Net als overal in de wereld, heeft dat er in Nederland toe geleid dat de bodem die boeren aan hun kinderen doorgeven, in een slechtere staat verkeert dan toen zij die erfden van hun ouders. “Kijk om je heen”, zegt Ferwerda, “en je ziet landschappen verschralen en lelijker worden.” De ooit zo vruchtbare bodem verandert in een groene woestijn. Weidevogels hebben het steeds moeilijker of verdwijnen helemaal. Hoe vaak is hier nog een grutto te horen?
“We zijn in een nieuwe fase beland waarin herstel van biodiversiteit onze economie en de samenleving wereldwijd gaat bepalen. Overal in de wereld zie je dat de eerste stappen worden gezet.”
Verbindingszones
Alleen een businessmodel dat is gebaseerd op een holistische langetermijnaanpak kan volgens Ferwerda zorgen voor een kentering. Op den duur geeft dit een beter rendement, zeker als rekening wordt gehouden met natuurlijke verbindingszones die zorgen voor een daling van risico’s voor investeerders. Ontwikkeling gebaseerd op ecologische principes zoals waterberging, natuurlijke vastlegging van CO2 en minder gebruik van chemische middelen leidt tot landbouw vanuit een breder landschappelijk perspectief. In tegenstelling tot wat vaak wordt gedacht, zijn boeren zich terdege bewust van de noodzaak daartoe. Er zijn echter nog onvoldoende financiële prikkels om dat toekomstbeeld te realiseren.
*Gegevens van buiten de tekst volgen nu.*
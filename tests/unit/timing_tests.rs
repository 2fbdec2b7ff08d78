/*!
 * Property tests for duration strategies and timeline construction
 */

use rand::Rng;

use scrollcast::styles::AnimationStyle;
use scrollcast::text::{Document, Granularity, TextUnit};
use scrollcast::timing::strategy::{reveal_duration_ms, PHASE_STATIC};
use scrollcast::timing::{DurationConfig, DurationStrategy, Timeline};

fn random_text(rng: &mut impl Rng, line_count: usize) -> String {
    let mut text = String::new();
    for i in 0..line_count {
        let len = rng.random_range(0..40);
        let line: String = (0..len).map(|_| rng.random_range('a'..='z')).collect();
        text.push_str(&line);
        text.push('\n');
        if i % 3 == 2 {
            text.push('\n');
        }
    }
    text
}

/// Test the character reveal formula on random line lengths
#[test]
fn test_characterReveal_withRandomLengths_shouldFollowFormula() {
    let mut rng = rand::rng();
    let config = DurationConfig {
        char_interval: Some(0.3),
        fade_duration: Some(0.1),
        ..Default::default()
    };

    for _ in 0..200 {
        let n = rng.random_range(1..80usize);
        let content: String = std::iter::repeat_n('x', n).collect();
        let unit = TextUnit::line(content, 0, 0, 0);

        let entry = DurationStrategy::CharacterReveal.compute_entry(&unit, 0, &config);

        assert_eq!(entry.duration_ms, (n as u64 - 1) * 300 + 100);
        assert_eq!(entry.duration_ms, reveal_duration_ms(n, &config));
    }
}

/// Test the documented single-line example with a display floor
#[test]
fn test_characterReveal_withFloor_shouldReachMinimumDisplay() {
    let config = DurationConfig {
        char_interval: Some(0.3),
        fade_duration: Some(0.3),
        min_display_duration: Some(2.0),
        ..Default::default()
    };
    let units = Document::from_plain_text("abcd").units(Granularity::Line);

    let timeline = Timeline::build(&units, DurationStrategy::CharacterReveal, &config);

    assert_eq!(timeline.entries[0].duration_ms, 2000);
    assert_eq!(timeline.total_duration_ms, 2000);
}

/// Test timeline invariants for every style over random documents
#[test]
fn test_build_withRandomDocuments_shouldHoldInvariants() {
    let mut rng = rand::rng();

    for _ in 0..50 {
        let line_count = rng.random_range(0..20);
        let text = random_text(&mut rng, line_count);
        for style in AnimationStyle::ALL {
            let units = Document::from_plain_text(&text).units(style.granularity());
            let timeline = Timeline::build(&units, style.strategy(), &style.preset());

            assert_eq!(timeline.len(), units.len());
            let max_end = timeline.entries.iter().map(|e| e.end_ms).max().unwrap_or(0);
            assert_eq!(timeline.total_duration_ms, max_end);

            for (i, entry) in timeline.entries.iter().enumerate() {
                assert_eq!(entry.unit_index, i);
                assert_eq!(entry.end_ms, entry.start_ms + entry.duration_ms);
                assert!(entry.is_consistent());
            }

            for pair in timeline.entries.windows(2) {
                assert!(pair[1].start_ms >= pair[0].start_ms);
            }
        }
    }
}

/// Test that phase-based entries carry contiguous phases summing to the duration
#[test]
fn test_phaseBased_withRandomKnobs_shouldKeepPhasesContiguous() {
    let mut rng = rand::rng();

    for _ in 0..100 {
        let config = DurationConfig {
            fade_in_duration: Some(rng.random_range(0.0..2.0)),
            static_duration: Some(rng.random_range(0.0..5.0)),
            fade_out_duration: Some(rng.random_range(0.0..2.0)),
            min_display_duration: if rng.random_bool(0.5) { Some(rng.random_range(0.0..6.0)) } else { None },
            ..Default::default()
        };
        let unit = TextUnit::line("line", 0, 0, 0);

        let entry = DurationStrategy::PhaseBased.compute_entry(&unit, 0, &config);
        let phases = entry.sub_phases.as_ref().unwrap();

        assert_eq!(phases[0].offset_ms, 0);
        for pair in phases.windows(2) {
            assert_eq!(pair[1].offset_ms, pair[0].end_offset_ms());
        }
        assert_eq!(phases.iter().map(|p| p.duration_ms).sum::<u64>(), entry.duration_ms);
        if let Some(floor) = config.min_display_ms() {
            assert!(entry.duration_ms >= floor);
        }
        assert!(entry.phase(PHASE_STATIC).is_some());
    }
}

/// Test that building is deterministic
#[test]
fn test_build_twice_shouldProduceIdenticalTimelines() {
    let units = Document::from_plain_text("one\ntwo\n\nthree").units(Granularity::Line);
    let config = AnimationStyle::RailwayScroll.preset();

    let first = Timeline::build(&units, DurationStrategy::PhaseBased, &config);
    let second = Timeline::build(&units, DurationStrategy::PhaseBased, &config);

    assert_eq!(first, second);
}

/// Test that scroll speed shortens passthrough entries
#[test]
fn test_passthrough_withScrollSpeed_shouldDivideDuration() {
    let config = DurationConfig {
        passthrough_duration: Some(8.0),
        scroll_speed: Some(2.0),
        ..Default::default()
    };
    let unit = TextUnit::line("credits", 0, 0, 0);

    let entry = DurationStrategy::ContinuousPassthrough.compute_entry(&unit, 100, &config);

    assert_eq!(entry.duration_ms, 4000);
    assert_eq!(entry.end_ms, 4100);
}

/// Test that timelines survive the JSON interchange format
#[test]
fn test_timeline_json_shouldKeepStrategyAndConfig() {
    let units = Document::from_plain_text("a\nb").units(Granularity::Line);
    let timeline = Timeline::build(&units, DurationStrategy::CharacterReveal, &AnimationStyle::TypewriterFade.preset());

    let json = serde_json::to_string(&timeline).unwrap();
    let restored: Timeline = serde_json::from_str(&json).unwrap();

    assert_eq!(restored, timeline);
}

/// Test that unvalidated huge knobs saturate instead of overflowing
#[test]
fn test_build_withHugeKnobs_shouldSaturate() {
    let units = Document::from_plain_text("a\nb\nc").units(Granularity::Line);
    let config = DurationConfig {
        passthrough_duration: Some(1e30),
        ..Default::default()
    };

    let timeline = Timeline::build(&units, DurationStrategy::ContinuousPassthrough, &config);

    assert_eq!(timeline.len(), 3);
    assert_eq!(timeline.total_duration_ms, u64::MAX);
    assert!(timeline.entries.iter().all(|e| e.is_consistent()));

    let huge_interval = DurationConfig {
        char_interval: Some(1e20),
        ..Default::default()
    };
    let reveal = Timeline::build(&units, DurationStrategy::CharacterReveal, &huge_interval);
    assert_eq!(reveal.len(), 3);
}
Afnemende biodiversiteit is nu meer dan 250 jaar met grote versnelling gaande, maar we staan op een keerpunt. “We zijn in een nieuwe fase beland waarin herstel van biodiversiteit onze economie en de samenleving wereldwijd gaat bepalen. Overal in de wereld zie je dat de eerste stappen worden gezet.” Er valt niet aan te ontkomen dat de prijs van biodiversiteit in alle producten wordt meegenomen. Dat is ook hard nodig, want een landschap zonder biodiversiteit is een landschap zonder ziel. En dat leidt uiteindelijk tot mensen zonder bezieling, aldus Ferwerda.